Jack Garnett describes the wonder of a 3-week scientific expedition to the Arctic collecting samples for his ‘ENVISION’ PhD research into the impact of human-made pollutants in this remote region.
I had tried to get fieldwork from the start of my PhD, but getting into the Arctic to collect samples is incredibly difficult, especially for a young scientist at the beginning of his career without many contacts. But I was extremely lucky. My supervisor knew a guy, who knew a guy, who offered me an opportunity to join him on an expedition he was leading. But then, less than a week before departure, it was cancelled due to a mechanical problem with the ship. My first and possibly last chance to go to see the Arctic for myself had suddenly disappeared into a giant chasm. Gone. I was gutted!
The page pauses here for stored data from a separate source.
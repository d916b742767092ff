//! Catalog statistics queries
//!
//! Every call recomputes from the full record set; there is no cache or
//! incremental maintenance. Grouped results are sorted descending by count.
//! Percentages and averages are integer-rounded and return 0 instead of
//! dividing by zero on an empty catalog.

use chrono::{DateTime, Utc};
use serde::Serialize;
use sqlx::{Row, SqlitePool};
use std::collections::HashMap;

use super::songs::row_to_song;
use crate::error::Result;
use crate::models::Song;

pub const RECENT_DEFAULT: i64 = 5;

/// Whole-catalog counts
#[derive(Debug, Clone, Serialize)]
#[serde(rename_all = "camelCase")]
pub struct Totals {
    pub songs: i64,
    pub artists: i64,
    pub genres: i64,
    pub single_songs: i64,
    pub album_songs: i64,
}

/// Per-genre breakdown
#[derive(Debug, Clone, Serialize)]
#[serde(rename_all = "camelCase")]
pub struct GenreStats {
    pub genre: String,
    pub total_count: i64,
    pub single_count: i64,
    pub album_count: i64,
    pub unique_artists: i64,
    /// Share of the grand total, rounded to the nearest integer percent
    pub percentage: i64,
}

/// One entry of an artist's song list
#[derive(Debug, Clone, Serialize)]
pub struct ArtistSong {
    pub title: String,
    #[serde(rename = "type")]
    pub song_type: String,
    pub genre: String,
}

/// Per-artist breakdown
#[derive(Debug, Clone, Serialize)]
#[serde(rename_all = "camelCase")]
pub struct ArtistStats {
    pub artist: String,
    pub song_count: i64,
    pub single_count: i64,
    pub album_count: i64,
    pub unique_genres: i64,
    pub percentage: i64,
    pub songs: Vec<ArtistSong>,
}

/// Per-type breakdown
#[derive(Debug, Clone, Serialize)]
#[serde(rename_all = "camelCase")]
pub struct TypeStats {
    #[serde(rename = "type")]
    pub song_type: String,
    pub count: i64,
    pub unique_genres: i64,
    pub unique_artists: i64,
}

#[derive(Debug, Clone, Serialize)]
#[serde(rename_all = "camelCase")]
pub struct Distribution {
    pub songs_per_genre: Vec<GenreStats>,
    pub songs_per_artist: Vec<ArtistStats>,
    pub songs_per_type: Vec<TypeStats>,
}

#[derive(Debug, Clone, Serialize)]
#[serde(rename_all = "camelCase")]
pub struct TopGenre {
    pub genre: String,
    pub total_count: i64,
}

#[derive(Debug, Clone, Serialize)]
#[serde(rename_all = "camelCase")]
pub struct TopArtist {
    pub artist: String,
    pub song_count: i64,
}

/// Derived insights over the distributions
#[derive(Debug, Clone, Serialize)]
#[serde(rename_all = "camelCase")]
pub struct Insights {
    pub top_genre: TopGenre,
    pub top_artist: TopArtist,
    pub average_songs_per_artist: i64,
    pub average_songs_per_genre: i64,
}

/// Oldest and newest record creation times
#[derive(Debug, Clone, Serialize)]
#[serde(rename_all = "camelCase")]
pub struct DataRange {
    pub from: Option<DateTime<Utc>>,
    pub to: Option<DateTime<Utc>>,
}

#[derive(Debug, Clone, Serialize)]
#[serde(rename_all = "camelCase")]
pub struct StatsMetadata {
    pub generated_at: DateTime<Utc>,
    pub data_range: DataRange,
}

/// Complete statistics payload for GET /stats
#[derive(Debug, Clone, Serialize)]
#[serde(rename_all = "camelCase")]
pub struct CatalogStats {
    pub totals: Totals,
    pub distribution: Distribution,
    pub insights: Insights,
    pub metadata: StatsMetadata,
}

/// Compute the full statistics payload
pub async fn collect_stats(db: &SqlitePool) -> Result<CatalogStats> {
    let totals = totals(db).await?;
    let songs_per_genre = per_genre(db, totals.songs).await?;
    let songs_per_artist = per_artist(db, totals.songs).await?;
    let songs_per_type = per_type(db).await?;
    let data_range = data_range(db).await?;

    let top_genre = songs_per_genre
        .first()
        .map(|g| TopGenre {
            genre: g.genre.clone(),
            total_count: g.total_count,
        })
        .unwrap_or_else(|| TopGenre {
            genre: "N/A".to_string(),
            total_count: 0,
        });
    let top_artist = songs_per_artist
        .first()
        .map(|a| TopArtist {
            artist: a.artist.clone(),
            song_count: a.song_count,
        })
        .unwrap_or_else(|| TopArtist {
            artist: "N/A".to_string(),
            song_count: 0,
        });

    let insights = Insights {
        top_genre,
        top_artist,
        average_songs_per_artist: rounded_average(totals.songs, totals.artists),
        average_songs_per_genre: rounded_average(totals.songs, totals.genres),
    };

    Ok(CatalogStats {
        totals,
        distribution: Distribution {
            songs_per_genre,
            songs_per_artist,
            songs_per_type,
        },
        insights,
        metadata: StatsMetadata {
            generated_at: Utc::now(),
            data_range,
        },
    })
}

async fn totals(db: &SqlitePool) -> Result<Totals> {
    let row = sqlx::query(
        r#"
        SELECT COUNT(*) AS songs,
               COUNT(DISTINCT artist) AS artists,
               COUNT(DISTINCT genre) AS genres,
               COALESCE(SUM(CASE WHEN song_type = 'single' THEN 1 ELSE 0 END), 0) AS singles,
               COALESCE(SUM(CASE WHEN song_type = 'album' THEN 1 ELSE 0 END), 0) AS albums
        FROM songs
        "#,
    )
    .fetch_one(db)
    .await?;

    Ok(Totals {
        songs: row.get("songs"),
        artists: row.get("artists"),
        genres: row.get("genres"),
        single_songs: row.get("singles"),
        album_songs: row.get("albums"),
    })
}

async fn per_genre(db: &SqlitePool, grand_total: i64) -> Result<Vec<GenreStats>> {
    let rows = sqlx::query(
        r#"
        SELECT genre,
               COUNT(*) AS total,
               SUM(CASE WHEN song_type = 'single' THEN 1 ELSE 0 END) AS singles,
               SUM(CASE WHEN song_type = 'album' THEN 1 ELSE 0 END) AS albums,
               COUNT(DISTINCT artist) AS unique_artists
        FROM songs
        GROUP BY genre
        ORDER BY total DESC
        "#,
    )
    .fetch_all(db)
    .await?;

    Ok(rows
        .iter()
        .map(|row| {
            let total: i64 = row.get("total");
            GenreStats {
                genre: row.get("genre"),
                total_count: total,
                single_count: row.get("singles"),
                album_count: row.get("albums"),
                unique_artists: row.get("unique_artists"),
                percentage: percentage_of(total, grand_total),
            }
        })
        .collect())
}

async fn per_artist(db: &SqlitePool, grand_total: i64) -> Result<Vec<ArtistStats>> {
    let rows = sqlx::query(
        r#"
        SELECT artist,
               COUNT(*) AS total,
               SUM(CASE WHEN song_type = 'single' THEN 1 ELSE 0 END) AS singles,
               SUM(CASE WHEN song_type = 'album' THEN 1 ELSE 0 END) AS albums,
               COUNT(DISTINCT genre) AS unique_genres
        FROM songs
        GROUP BY artist
        ORDER BY total DESC
        "#,
    )
    .fetch_all(db)
    .await?;

    let mut song_lists = artist_song_lists(db).await?;

    Ok(rows
        .iter()
        .map(|row| {
            let artist: String = row.get("artist");
            let total: i64 = row.get("total");
            let songs = song_lists.remove(&artist).unwrap_or_default();
            ArtistStats {
                artist,
                song_count: total,
                single_count: row.get("singles"),
                album_count: row.get("albums"),
                unique_genres: row.get("unique_genres"),
                percentage: percentage_of(total, grand_total),
                songs,
            }
        })
        .collect())
}

/// Each artist's songs as title/type/genre triples
async fn artist_song_lists(db: &SqlitePool) -> Result<HashMap<String, Vec<ArtistSong>>> {
    let rows = sqlx::query(
        "SELECT artist, title, song_type, genre FROM songs ORDER BY created_at DESC",
    )
    .fetch_all(db)
    .await?;

    let mut lists: HashMap<String, Vec<ArtistSong>> = HashMap::new();
    for row in &rows {
        let artist: String = row.get("artist");
        lists.entry(artist).or_default().push(ArtistSong {
            title: row.get("title"),
            song_type: row.get("song_type"),
            genre: row.get("genre"),
        });
    }
    Ok(lists)
}

async fn per_type(db: &SqlitePool) -> Result<Vec<TypeStats>> {
    let rows = sqlx::query(
        r#"
        SELECT song_type,
               COUNT(*) AS total,
               COUNT(DISTINCT genre) AS unique_genres,
               COUNT(DISTINCT artist) AS unique_artists
        FROM songs
        GROUP BY song_type
        ORDER BY total DESC
        "#,
    )
    .fetch_all(db)
    .await?;

    Ok(rows
        .iter()
        .map(|row| TypeStats {
            song_type: row.get("song_type"),
            count: row.get("total"),
            unique_genres: row.get("unique_genres"),
            unique_artists: row.get("unique_artists"),
        })
        .collect())
}

async fn data_range(db: &SqlitePool) -> Result<DataRange> {
    let row = sqlx::query("SELECT MIN(created_at) AS oldest, MAX(created_at) AS newest FROM songs")
        .fetch_one(db)
        .await?;

    let oldest: Option<i64> = row.get("oldest");
    let newest: Option<i64> = row.get("newest");

    Ok(DataRange {
        from: oldest.and_then(DateTime::from_timestamp_millis),
        to: newest.and_then(DateTime::from_timestamp_millis),
    })
}

/// The `n` most recently created records, newest first
pub async fn recent_songs(db: &SqlitePool, n: i64) -> Result<Vec<Song>> {
    let rows = sqlx::query(
        r#"
        SELECT guid, title, artist, song_type, genre, album,
               created_at, updated_at, revision
        FROM songs
        ORDER BY created_at DESC
        LIMIT ?
        "#,
    )
    .bind(n)
    .fetch_all(db)
    .await?;

    rows.iter().map(row_to_song).collect()
}

fn percentage_of(count: i64, total: i64) -> i64 {
    if total == 0 {
        0
    } else {
        ((count as f64 / total as f64) * 100.0).round() as i64
    }
}

fn rounded_average(total: i64, groups: i64) -> i64 {
    if groups == 0 {
        0
    } else {
        (total as f64 / groups as f64).round() as i64
    }
}

#[cfg(test)]
mod tests {
    use super::*;

    #[test]
    fn test_percentage_rounds_to_nearest() {
        assert_eq!(percentage_of(1, 3), 33);
        assert_eq!(percentage_of(2, 3), 67);
        assert_eq!(percentage_of(3, 3), 100);
    }

    #[test]
    fn test_percentage_zero_total() {
        assert_eq!(percentage_of(0, 0), 0);
    }

    #[test]
    fn test_rounded_average() {
        assert_eq!(rounded_average(7, 2), 4);
        assert_eq!(rounded_average(0, 0), 0);
        assert_eq!(rounded_average(5, 0), 0);
    }
}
Then suddenly, I got another email from the same guy: “Jack, one empty spot showed up on the forthcoming KPH cruise 5-25 August. Interested?”. That was in 3 days. It was going to be a journey from hell. After 17 hours of travelling, through 4 airports in 3 different countries, I was there just in time.
A magnificent monster
My home for the next three weeks was a brand-new icebreaker, the ‘RV Kronprins Haakon’, one of the newest and most advanced research vessels in operation.
It is enormous, a thing of beauty and an engineering masterpiece. At 100m long, it is longer than the statue of liberty is tall, with 5 monster cranes for lifting heavy equipment, a massive A-frame at the stern (rear) for trawling samples from the bottom of the ocean and a huge golf ball-like object on the top deck for its global positioning system. I headed up the steep aluminium gangway and was greeted by one of the crew, handed my electronic key card and was directed to cabin number 456.
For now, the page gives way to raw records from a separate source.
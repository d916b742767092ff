//! songdeck - song catalog service
//!
//! REST API with live change notifications over SSE.

use anyhow::Result;
use clap::Parser;
use std::net::SocketAddr;
use tracing::info;

use songdeck::config::{Cli, Config};
use songdeck::{build_router, db, AppState};

#[tokio::main]
async fn main() -> Result<()> {
    tracing_subscriber::fmt()
        .with_env_filter(
            tracing_subscriber::EnvFilter::from_default_env()
                .add_directive(tracing::Level::INFO.into()),
        )
        .init();

    info!("Starting songdeck v{}", env!("CARGO_PKG_VERSION"));

    let config = Config::resolve(Cli::parse());
    info!("Data directory: {}", config.data_dir.display());

    let pool = db::init_database(&config.database_path()).await?;
    info!("✓ Connected to database");

    let state = AppState::new(pool);
    let app = build_router(state);

    let addr = SocketAddr::from(([0, 0, 0, 0], config.port));
    let listener = tokio::net::TcpListener::bind(addr).await?;
    info!("songdeck listening on http://{}", addr);
    info!("Health check: http://{}/health", addr);

    axum::serve(listener, app).await?;

    Ok(())
}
During our first evening onboard, the air was still, and the skies were clear. The sun never stooped behind the horizon. Layers of high mountains surrounded us and were lit up in a glorious blend of golden yellow and chocolate hues. Glaciers in all directions licked the water edges as we exited the fjord and steamed West of Svalbard into the Greenland Sea.
Chemicals in the Arctic – why it matters
The expedition was part of the Nansen Legacy and Changing Arctic Ocean programme, international projects which aim to understand human-related impacts in the Arctic environment. Using the KPH, scientists hope to peel back the lid of the ocean surface to explore what lies beneath. The group of generous, amusing and motivated scientists came from many different countries with different areas of interest. One key focus is the presence of man-made chemicals in this remote environment. But why do chemical contaminants matter in such distant regions?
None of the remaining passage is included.